L’Italia, insomma, tenta di progredire verso l’industria verde, e allo stesso tempo il verde costituisce sempre più una risorsa preziosa per i settori più disparati, ricerca medica inclusa. In questo cammino la città etnea gioca da protagonista di valore, ospitando eccellenze e contribuendo allo sviluppo ecologico della tecnologia. Un genere di sviluppo in cui molti sperano anche qui in Sicilia, magari con la riconversione del colossale polo petrolchimico gelese, ormai fermo da due anni e il cui pesante impatto sull’ambiente circostante è noto da tempo. Già annunciata da Eni, la riconversione degli impianti dello stabilimento di Gela per la produzione di biocarburanti di terza generazione dovrebbe ricalcare quello della raffineria di Venezia Porto Marghera; in realtà, per ora, sono stati solo sanificati alcuni settori, e il quadro non sembra incoraggiare evoluzioni a breve termine.
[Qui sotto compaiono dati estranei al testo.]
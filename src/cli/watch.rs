//! cardsync watch command implementation

use std::path::Path;

use serde::Serialize;

use crate::error::Result;
use crate::output::{emit, HumanReport, OutputOptions};
use crate::watch::{self, WatchOptions};

use super::Session;

#[derive(Serialize)]
struct WatchReport {
    sync_enabled: bool,
    fetch_interval_ms: u64,
    status: crate::engine::SyncStatus,
}

pub async fn run(root: &Path, output: OutputOptions) -> Result<()> {
    let session = Session::open(root)?;
    let options = WatchOptions::from_config(&session.config);

    if !output.json && !output.quiet {
        println!("cardsync watch: watching {} (Ctrl-C to stop)", root.display());
    }

    let shutdown = async {
        let _ = tokio::signal::ctrl_c().await;
    };
    watch::run(session.engine.clone(), &session.vault, options.clone(), shutdown).await?;

    let status = session.engine.status().await;
    let report = WatchReport {
        sync_enabled: options.sync_enabled,
        fetch_interval_ms: options.fetch_interval.as_millis() as u64,
        status,
    };
    let mut human = HumanReport::new("watch", "stopped");
    human.status("status", status);
    if !options.sync_enabled {
        human.warn("sync.enabled is false; only local changes were tracked");
    }

    emit(output, &report, &human)
}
Eppure le colture di cardo non sfigurerebbero nella piana gelese; nuove assunzioni e una forte spinta economica all’isola sarebbero consequenziali. Gli esperti del settore, poi, si troverebbero a poche centinaia di chilometri. Ciò che si sta tentando nella Sardegna di Porto Torres varrà in futuro anche per la Sicilia? A Eni l’ardua sentenza.